Senior Practice in Social Work Programme


This programme is aimed at those who have duties associated with senior practitioner roles (although it is recognised that not all employers use this terminology) and

  • Are a registered social worker
  • Have professional experience of not less than three years at the point of enrolment on the programme
  • Have met any other CCW requirements for access
  • Be employed as a senior practitioner or have the practice opportunities to evidence the programme requirements
  • Have employer support as appropriate and outlined in a learning agreement, including identified funding

The Senior Practice in Social Worker Programme (Level 7) is designed to equip relevant practitioners undertaking social work practice at a complex level and supervising others. The programme is delivered over two years: Year 1: core teaching and learning in two areas i) Engagement and Practice and ii) Professional Leadership and Development Year 2: Specialist Area of Research.

Time Commitment

Year One Year Two
Two 15 credit modules of 18.5 study days each divided into:

  • 6 ‘study days’ divided into:
    • 1 face-to-face module orientation day.
    • 6.5 days online study time.*
    • 2.5 days to complete the assignments.
  • 8.5 related practice days
    i.e. carrying out your normal work while applying and reflecting on your learning.
One 30 credit module equalling 37.5 study days divided into:

  • 15 study days divided into:
    • 1 face-to-face module orientation day.
    • 10 days online study time.*
    • 4 days to complete the assignments.
  • 22.5 related practice days
    i.e. carrying out your normal work while applying and reflecting on your learning

*Online study time can be carried out flexibly, at times to suit you. However, each module has a structure (see the module maps) that include recommended dates for completing content and activities to help you manage your time.


Please find below further details for each of the modules in the SPSW Programme.

Where possible we have included a module map and / or some example of module content. The module map gives students a useful summary of all content and activities associated with a module and a recommended timeline for completion. This, along with the example content we have provided is intended to give an illustrative snapshot of the types of content students will engage with as part of their module learning.

Please Note: The Intellectual Property Rights of all content belong to Social Care Wales and materials should not be used by training providers without permission of Social Care Wales.

We have also included some selected reading for each module, to give an indication of some of the content covered.

Engagement & Practice (Year One)

The main aim of this module is to focus on improving contemporary social work knowledge and practice within the context of working in Wales. Running contemporaneous with this module will be the evolving developments that accompany the Social Services and Well-being (Wales) 2014 legislation.

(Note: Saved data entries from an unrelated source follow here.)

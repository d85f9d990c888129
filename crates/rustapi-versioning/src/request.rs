//! Request wrapper carrying per-request version state

use crate::context::RequestVersionContext;
use crate::version::ApiVersion;
use http::{request::Parts, Extensions, HeaderMap, Method, Uri};

/// HTTP request as seen by the versioning engine
///
/// Wraps the already-parsed request head supplied by the host framework and
/// owns the [`RequestVersionContext`] for the duration of dispatch. The body
/// is never needed and is dropped on conversion.
pub struct VersionedRequest {
    parts: Parts,
    context: RequestVersionContext,
}

impl VersionedRequest {
    /// Create a new request from parts
    pub fn new(parts: Parts) -> Self {
        Self {
            parts,
            context: RequestVersionContext::default(),
        }
    }

    /// Get the HTTP method
    pub fn method(&self) -> &Method {
        &self.parts.method
    }

    /// Get the URI
    pub fn uri(&self) -> &Uri {
        &self.parts.uri
    }

    /// Get the headers
    pub fn headers(&self) -> &HeaderMap {
        &self.parts.headers
    }

    /// Get request extensions
    pub fn extensions(&self) -> &Extensions {
        &self.parts.extensions
    }

    /// Get mutable extensions
    pub fn extensions_mut(&mut self) -> &mut Extensions {
        &mut self.parts.extensions
    }

    /// Get the request path
    pub fn path(&self) -> &str {
        self.parts.uri.path()
    }

    /// Get the query string
    pub fn query_string(&self) -> Option<&str> {
        self.parts.uri.query()
    }

    /// Version state of this request
    pub fn version_context(&self) -> &RequestVersionContext {
        &self.context
    }

    /// Mutable version state of this request
    pub fn version_context_mut(&mut self) -> &mut RequestVersionContext {
        &mut self.context
    }

    /// Effective API version, once resolved or assumed
    pub fn api_version(&self) -> Option<&ApiVersion> {
        self.context.api_version()
    }

    /// Give back the request head together with its version state
    pub fn into_parts(self) -> (Parts, RequestVersionContext) {
        (self.parts, self.context)
    }
}

impl<B> From<http::Request<B>> for VersionedRequest {
    fn from(request: http::Request<B>) -> Self {
        let (parts, _body) = request.into_parts();
        Self::new(parts)
    }
}

impl std::fmt::Debug for VersionedRequest {
    fn fmt(&self, f: &mut std::fmt::Formatter<'_>) -> std::fmt::Result {
        f.debug_struct("VersionedRequest")
            .field("method", &self.parts.method)
            .field("uri", &self.parts.uri)
            .field("context", &self.context)
            .finish()
    }
}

There will be opportunities to develop further understanding of the impact of these developments on service planning, development, and delivery, with regard to the political, policy and economic backdrop. Students will be able to consider social work practice in relation to rights-based, person-centered and citizen-led principles. They will also need to consider the increased expectations on working collaboratively with service users and carers, families and communities, including the co-creation and co-production of services.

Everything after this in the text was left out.